With our project officially “green-lit”, it was time to get to work. Our design team is incredibly collaborative and this was and continues to be a team effort in every sense. Designers were each tasked with a different design component, and we set about doing our due diligence. We conducted competitive analysis to understand how other design systems utilized components. We audited our own product and understood how use cases for components might vary depending on feature.

Then we began to design. Our system is based on Atomic Design, a methodology defined by Brad Frost. You can read more about Atomic Design here. In short, chemistry becomes an analogy for component-based design. Base elements or “atoms” are combined to form “molecules”, which can be reused and combined to create more complex “organisms” and eventually pages.

We began by defining our foundational design elements which we would reuse as we graduated to more complex design components.

We established weekly design review sessions where the team would come together to discuss and refine concepts. When a designer was ready with a proposal, the team would pressure test it throughout our product to ensure edge cases had been accounted for. Once the design team has aligned on a conceptual direction, we begin the engineering handoff.

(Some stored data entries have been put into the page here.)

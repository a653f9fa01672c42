//! Node-table model graph.
//!
//! The graph owns every operation by id; edges are plain id/port pairs used
//! for backward traversal only. Insertion order doubles as a topological
//! order: an operation may only reference producers already in the table, so
//! the graph is acyclic by construction and cleanup is a table clear.

use std::collections::HashMap;

use serde::{Deserialize, Serialize};

use crate::error::{CuantizarError, Result};
use crate::graph::op::{
    ActivationQuantRecord, ConstantValue, ElementType, OpKind, ValueInfo, WeightQuantRecord,
};

/// Stable identifier of an operation in the node table.
#[derive(Clone, Copy, Debug, PartialEq, Eq, Hash, PartialOrd, Ord, Serialize, Deserialize)]
pub struct OpId(pub usize);

/// Non-owning reference from a consuming operation to one output of a
/// producing operation.
#[derive(Clone, Copy, Debug, PartialEq, Eq, Serialize, Deserialize)]
pub struct InputEdge {
    /// Producing operation.
    pub producer: OpId,
    /// Output port index on the producer.
    pub port: usize,
}

impl InputEdge {
    /// Reference output `port` of `producer`.
    pub fn new(producer: OpId, port: usize) -> Self {
        Self { producer, port }
    }
}

/// One node record in the table.
#[derive(Clone, Debug, Serialize, Deserialize)]
pub struct Operation {
    /// Operation type tag.
    pub kind: OpKind,
    /// Friendly name: a stable, unique, human-readable identifier.
    pub name: String,
    /// Ordered input edges.
    pub inputs: Vec<InputEdge>,
    /// Output value descriptors.
    pub outputs: Vec<ValueInfo>,
    /// Payload, present only for `OpKind::Constant`.
    pub constant: Option<ConstantValue>,
    /// Weight-compression record, written by the engine.
    pub weight_quant: Option<WeightQuantRecord>,
    /// Activation-quantization record, written by the engine.
    pub activation_quant: Option<ActivationQuantRecord>,
}

impl Operation {
    fn new(kind: OpKind, name: String, inputs: Vec<InputEdge>, outputs: Vec<ValueInfo>) -> Self {
        Self {
            kind,
            name,
            inputs,
            outputs,
            constant: None,
            weight_quant: None,
            activation_quant: None,
        }
    }
}

/// Directed acyclic computation graph stored as a node table.
#[derive(Clone, Debug, Default, Serialize, Deserialize)]
pub struct ModelGraph {
    ops: Vec<Operation>,
    #[serde(skip)]
    name_index: HashMap<String, OpId>,
}

impl ModelGraph {
    /// Create an empty graph.
    pub fn new() -> Self {
        Self::default()
    }

    /// Number of operations.
    pub fn len(&self) -> usize {
        self.ops.len()
    }

    /// Check if the graph has no operations.
    pub fn is_empty(&self) -> bool {
        self.ops.is_empty()
    }

    /// Insert a non-constant operation.
    ///
    /// Inputs must reference operations already in the table; the friendly
    /// name must be unique. Both are insertion-time invariants, so a built
    /// graph never needs revalidation before traversal.
    pub fn add_op(
        &mut self,
        kind: OpKind,
        name: impl Into<String>,
        inputs: Vec<InputEdge>,
        outputs: Vec<ValueInfo>,
    ) -> Result<OpId> {
        let name = name.into();
        if kind == OpKind::Constant {
            return Err(CuantizarError::InvalidGraph {
                message: format!("operation '{name}': constants must be added with add_constant"),
            });
        }
        self.check_insertable(&name, &inputs)?;
        let id = OpId(self.ops.len());
        self.ops.push(Operation::new(kind, name.clone(), inputs, outputs));
        self.name_index.insert(name, id);
        Ok(id)
    }

    /// Insert a constant operation holding `value`.
    pub fn add_constant(&mut self, name: impl Into<String>, value: ConstantValue) -> Result<OpId> {
        let name = name.into();
        self.check_insertable(&name, &[])?;
        let info = ValueInfo::new(value.element_type(), value.shape().to_vec());
        let id = OpId(self.ops.len());
        let mut op = Operation::new(OpKind::Constant, name.clone(), Vec::new(), vec![info]);
        op.constant = Some(value);
        self.ops.push(op);
        self.name_index.insert(name, id);
        Ok(id)
    }

    /// Insert a constant with an explicit declared element type (e.g. an f16
    /// weight whose payload is stored widened to f32).
    pub fn add_constant_typed(
        &mut self,
        name: impl Into<String>,
        value: ConstantValue,
        element_type: ElementType,
    ) -> Result<OpId> {
        let id = self.add_constant(name, value)?;
        self.ops[id.0].outputs[0].element_type = element_type;
        Ok(id)
    }

    fn check_insertable(&self, name: &str, inputs: &[InputEdge]) -> Result<()> {
        if self.name_index.contains_key(name) {
            return Err(CuantizarError::InvalidGraph {
                message: format!("duplicate friendly name '{name}'"),
            });
        }
        for edge in inputs {
            if edge.producer.0 >= self.ops.len() {
                return Err(CuantizarError::InvalidGraph {
                    message: format!(
                        "operation '{name}' references producer {} not yet in the graph",
                        edge.producer.0
                    ),
                });
            }
            if self.ops[edge.producer.0].outputs.len() <= edge.port {
                return Err(CuantizarError::InvalidGraph {
                    message: format!(
                        "operation '{name}' references missing output port {} of '{}'",
                        edge.port, self.ops[edge.producer.0].name
                    ),
                });
            }
        }
        Ok(())
    }

    /// Get an operation by id.
    pub fn op(&self, id: OpId) -> Option<&Operation> {
        self.ops.get(id.0)
    }

    /// Get a mutable operation by id.
    pub fn op_mut(&mut self, id: OpId) -> Option<&mut Operation> {
        self.ops.get_mut(id.0)
    }

    /// Look up an operation by friendly name.
    pub fn op_by_name(&self, name: &str) -> Option<(OpId, &Operation)> {
        let id = *self.name_index.get(name)?;
        Some((id, &self.ops[id.0]))
    }

    /// Iterate over all operations in insertion (topological) order.
    pub fn ops(&self) -> impl Iterator<Item = (OpId, &Operation)> {
        self.ops.iter().enumerate().map(|(i, op)| (OpId(i), op))
    }

    /// Producer edge feeding input `port` of `id`.
    pub fn input_source(&self, id: OpId, port: usize) -> Option<InputEdge> {
        self.op(id)?.inputs.get(port).copied()
    }

    /// Value descriptor of the output feeding input `port` of `id`.
    pub fn input_value_info(&self, id: OpId, port: usize) -> Option<&ValueInfo> {
        let edge = self.input_source(id, port)?;
        self.op(edge.producer)?.outputs.get(edge.port)
    }

    /// Names of all `Parameter` operations, in graph order.
    ///
    /// These are the input columns the model's forward computation declares;
    /// the calibration loader filters dataset columns against them.
    pub fn parameter_names(&self) -> Vec<String> {
        self.ops
            .iter()
            .filter(|op| op.kind == OpKind::Parameter)
            .map(|op| op.name.clone())
            .collect()
    }

    /// Rebuild the graph keeping only operations for which `keep` returns
    /// true, rewiring edges through the id remapping.
    ///
    /// Kept operations must not reference dropped producers.
    pub fn retain(&self, keep: impl Fn(OpId, &Operation) -> bool) -> Result<ModelGraph> {
        let mut remap: HashMap<OpId, OpId> = HashMap::new();
        let mut out = ModelGraph::new();
        for (id, op) in self.ops() {
            if !keep(id, op) {
                continue;
            }
            let mut rewired = op.clone();
            for edge in &mut rewired.inputs {
                edge.producer = *remap.get(&edge.producer).ok_or_else(|| {
                    CuantizarError::InvalidGraph {
                        message: format!(
                            "operation '{}' kept but its producer '{}' was dropped",
                            op.name, self.ops[edge.producer.0].name
                        ),
                    }
                })?;
            }
            let new_id = OpId(out.ops.len());
            out.name_index.insert(rewired.name.clone(), new_id);
            out.ops.push(rewired);
            remap.insert(id, new_id);
        }
        Ok(out)
    }

    /// Ids of operations that no other operation consumes.
    pub fn unconsumed(&self) -> Vec<OpId> {
        let mut consumed = vec![false; self.ops.len()];
        for op in &self.ops {
            for edge in &op.inputs {
                consumed[edge.producer.0] = true;
            }
        }
        consumed
            .iter()
            .enumerate()
            .filter(|(_, c)| !**c)
            .map(|(i, _)| OpId(i))
            .collect()
    }

    /// Redirect every edge consuming `from` to consume `to` at the same port
    /// index on the new producer's output 0.
    pub fn rewire_consumers(&mut self, from: OpId, to: OpId) {
        for op in &mut self.ops {
            for edge in &mut op.inputs {
                if edge.producer == from {
                    edge.producer = to;
                    edge.port = 0;
                }
            }
        }
    }

    /// Rebuild the name index after deserialization.
    pub fn reindex(&mut self) -> Result<()> {
        self.name_index.clear();
        for i in 0..self.ops.len() {
            let name = self.ops[i].name.clone();
            if self.name_index.insert(name.clone(), OpId(i)).is_some() {
                return Err(CuantizarError::InvalidGraph {
                    message: format!("duplicate friendly name '{name}' in deserialized graph"),
                });
            }
        }
        Ok(())
    }
}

Because our internal front-end team is building these components, we follow our traditional handoff process. We use Figma and our traditional project management workflow to define design specs, behaviors, and use cases. One aspect we focused on was defining a universal vocabulary. Our design and engineering teams operate around the globe and in multiple languages. By establishing consistent terms for things like colors and component anatomy, we ensure everyone is speaking the same language, even when they’re not.

Next Steps

We have established that refactoring our entire product experience to align with React components is not feasible in the near future. As we move forward, new development will use BigDesign, but there are still a number of teams with no plans to adjust their code base. Our partners in engineering are working to solve this by embedding components within “wrappers” that will allow us to utilize React components in Angular based features. This will not solve for all cases though, and we will have the challenge of “catching snowflakes” instances that are outliers of our system.

We are again taking an iterative approach in this regard. As a design team, our goal is to create a unified product experience. We will be able to visually align some of these problematic features using simple css overrides. While not ideal, and does not solve for having instances “off-system”, it’s a start. From the user perspective our experiences will be consistent, which is a BIG improvement from where we are today.